Homocysteine and the risk of ischemic stroke in a triethnic cohort: the NOrthern MAnhattan Study.Stroke. 2004 Oct; 35(10):2263-9.S
BACKGROUND AND PURPOSE
The level of total homocysteine (tHcy) that confers a risk of ischemic stroke is unsettled, and no prospective cohort studies have included sufficient elderly minority subjects. We investigated the association between mild to moderate fasting tHcy level and the incidence of ischemic stroke, myocardial infarction, and vascular death in a multiethnic prospective study.
A population-based cohort was followed for vascular events (stroke, myocardial infarction, and vascular death). Baseline values of tHcy and methylmalonic acid were measured among 2939 subjects (mean age, 69+/-10; 61% women, 53% Hispanics, 24% blacks, and 20% whites). Cox proportional models were used to calculate hazard ratios (HRs) and 95% CIs in tHcy categories after adjusting for age, race, education, renal insufficiency, B12 deficiency, and other risk factors.
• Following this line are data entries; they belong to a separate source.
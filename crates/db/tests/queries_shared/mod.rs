//! Row builders shared by the query integration tests.
#![allow(dead_code)]

use std::sync::Arc;

use crysta_view_core::{ChatHistory, ChatMessage, Lead};
use crysta_view_db::{Database, MemoryStore};

pub fn make_lead(id: i64, phone: &str, name: &str, city: &str, status: &str, created_at: &str) -> Lead {
    Lead {
        id,
        phone_number: phone.to_string(),
        full_name: (!name.is_empty()).then(|| name.to_string()),
        user_city: (!city.is_empty()).then(|| city.to_string()),
        lead_status: (!status.is_empty()).then(|| status.to_string()),
        created_at: created_at.to_string(),
        updated_at: created_at.to_string(),
        ..Default::default()
    }
}

pub fn human(id: i64, session: &str, content: &str, timestamp: &str) -> ChatHistory {
    ChatHistory {
        id,
        session_id: session.to_string(),
        message: ChatMessage::human(content).into(),
        timestamp: timestamp.to_string(),
    }
}

pub fn ai(id: i64, session: &str, output: &str, timestamp: &str) -> ChatHistory {
    ChatHistory {
        id,
        session_id: session.to_string(),
        message: ChatMessage::ai(serde_json::json!({ "output": output }).to_string()).into(),
        timestamp: timestamp.to_string(),
    }
}

/// A database over a fresh in-memory store. The store handle stays available
/// for seeding and for inspecting executed queries.
pub fn memory_db() -> (Arc<MemoryStore>, Database) {
    let store = Arc::new(MemoryStore::new());
    let db = Database::new(store.clone());
    (store, db)
}
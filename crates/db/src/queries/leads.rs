// crates/db/src/queries/leads.rs
// Paginated leads table, lead export, and single-lead lookup.

use crysta_view_core::transform::transform_lead;
use crysta_view_core::{has_more, page_bounds, DisplayLead, Lead, LeadsPage};

use super::types::{trimmed, LeadFilter, LEAD_SEARCH_COLUMNS};
use crate::query::{CountMode, Query, Table};
use crate::scan::{scan_pages, EXPORT_MAX_PAGES};
use crate::{Database, DbResult};

/// Search, status and city filters in `updated_at` descending order.
fn lead_query(filter: &LeadFilter) -> Query {
    let mut query = Query::from(Table::Users);
    if let Some(term) = filter.search_term() {
        query = query.ilike_any(&LEAD_SEARCH_COLUMNS, term);
    }
    if let Some(status) = filter.status {
        query = query.eq("lead_status", status.as_str());
    }
    if let Some(city) = trimmed(&filter.city) {
        query = query.eq("user_city", city);
    }
    query.order("updated_at", false)
}

impl Database {
    pub async fn leads_page(&self, filter: &LeadFilter) -> DbResult<LeadsPage> {
        let page = filter.page;
        let page_size = filter.page_size.max(1);
        let (from, to) = page_bounds(page, page_size);

        let query = lead_query(filter)
            .count(CountMode::Exact)
            .range(from, to);
        let resp = self.source().execute(&query).await?;
        let leads: Vec<Lead> = resp.decode()?;
        let total = resp.total();

        Ok(LeadsPage {
            leads: leads.iter().map(transform_lead).collect(),
            total,
            page,
            page_size,
            has_more: has_more(page, page_size, total),
        })
    }

    /// Every lead matching `filter`, up to the export page ceiling.
    pub async fn export_leads(&self, filter: &LeadFilter) -> DbResult<Vec<DisplayLead>> {
        let mut leads = Vec::new();
        scan_pages::<Lead, _>(self.source(), &lead_query(filter), EXPORT_MAX_PAGES, |lead| {
            leads.push(transform_lead(&lead));
        })
        .await?;
        Ok(leads)
    }

    /// The lead whose phone number is `phone`, if any.
    pub async fn conversation_lead(&self, phone: &str) -> DbResult<Option<Lead>> {
        let query = Query::from(Table::Users).eq("phone_number", phone).limit(1);
        let resp = self.source().execute(&query).await?;
        Ok(resp.decode::<Lead>()?.into_iter().next())
    }
}
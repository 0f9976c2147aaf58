// crates/core/src/cache.rs
//! In-process TTL cache for expensive aggregate queries.
//!
//! Entries are keyed by a string and hold any `Clone + Send + Sync` value.
//! There is no size bound; an entry simply stops being returned once its age
//! reaches the TTL, and `clear()` drops everything.

use std::any::Any;
use std::collections::HashMap;
use std::sync::{Arc, Mutex};
use std::time::{Duration, Instant};

/// Default lifetime of a cached aggregate.
pub const DEFAULT_TTL: Duration = Duration::from_secs(5 * 60);

/// Source of the current instant.
pub trait Clock: Send + Sync {
    fn now(&self) -> Instant;
}

#[derive(Debug, Default, Clone, Copy)]
pub struct SystemClock;

impl Clock for SystemClock {
    fn now(&self) -> Instant {
        Instant::now()
    }
}

/// A clock that only moves when told to.
#[derive(Debug)]
pub struct ManualClock {
    now: Mutex<Instant>,
}

impl ManualClock {
    pub fn new() -> Self {
        Self {
            now: Mutex::new(Instant::now()),
        }
    }

    pub fn advance(&self, by: Duration) {
        let mut now = self.now.lock().unwrap_or_else(|e| e.into_inner());
        *now += by;
    }
}

impl Default for ManualClock {
    fn default() -> Self {
        Self::new()
    }
}

impl Clock for ManualClock {
    fn now(&self) -> Instant {
        *self.now.lock().unwrap_or_else(|e| e.into_inner())
    }
}

struct Entry {
    value: Box<dyn Any + Send + Sync>,
    stored_at: Instant,
}

pub struct QueryCache {
    entries: Mutex<HashMap<String, Entry>>,
    ttl: Duration,
    clock: Arc<dyn Clock>,
}

impl QueryCache {
    pub fn new() -> Self {
        Self::with_clock(DEFAULT_TTL, Arc::new(SystemClock))
    }

    pub fn with_clock(ttl: Duration, clock: Arc<dyn Clock>) -> Self {
        Self {
            entries: Mutex::new(HashMap::new()),
            ttl,
            clock,
        }
    }

    pub fn ttl(&self) -> Duration {
        self.ttl
    }

    /// Cached value for `key` if it holds a `T` and is younger than the TTL.
    pub fn get<T: Clone + 'static>(&self, key: &str) -> Option<T> {
        let now = self.clock.now();
        let entries = self.entries.lock().unwrap_or_else(|e| e.into_inner());
        let entry = entries.get(key)?;
        if now.saturating_duration_since(entry.stored_at) >= self.ttl {
            return None;
        }
        entry.value.downcast_ref::<T>().cloned()
    }

    pub fn set<T: Send + Sync + 'static>(&self, key: impl Into<String>, value: T) {
        let entry = Entry {
            value: Box::new(value),
            stored_at: self.clock.now(),
        };
        self.entries
            .lock()
            .unwrap_or_else(|e| e.into_inner())
            .insert(key.into(), entry);
    }

    /// Drop every entry. Returns how many were held.
    pub fn clear(&self) -> usize {
        let mut entries = self.entries.lock().unwrap_or_else(|e| e.into_inner());
        let dropped = entries.len();
        entries.clear();
        dropped
    }

    pub fn len(&self) -> usize {
        self.entries.lock().unwrap_or_else(|e| e.into_inner()).len()
    }

    pub fn is_empty(&self) -> bool {
        self.len() == 0
    }
}

impl Default for QueryCache {
    fn default() -> Self {
        Self::new()
    }
}

impl std::fmt::Debug for QueryCache {
    fn fmt(&self, f: &mut std::fmt::Formatter<'_>) -> std::fmt::Result {
        f.debug_struct("QueryCache")
            .field("entries", &self.len())
            .field("ttl", &self.ttl)
            .finish()
    }
}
The adjusted HR for a tHcy level > or =15 micromol/L compared with <10 micromol/L was greatest for vascular death (HR=6.04; 95% CI, 3.44 to 10.60), followed by combined vascular events (HR=2.27; 95% CI, 1.51 to 3.43), ischemic stroke (HR=2.01; 95% CI, 1.00 to 4.05), and nonvascular death (HR=2.02; 95% CI, 1.31 to 3.14). Mild to moderate elevations of tHcy of 10 to 15 micromol/L were not significantly predictive of ischemic stroke, but increased the risk of vascular death (2.27; 95% CI, 1.44 to 3.60) and combined vascular events (1.42; 95% CI, 1.06 to 1.88). The effect of tHcy was stronger among whites and Hispanics, but not a significant risk factor for blacks.
Total Hcy elevations above 15 micromol/L are an independent risk factor for ischemic stroke, whereas mild elevations of tHcy of 10 to 15 micromol/L are less predictive. The vascular effects of tHcy are greatest among whites and Hispanics, and less among blacks.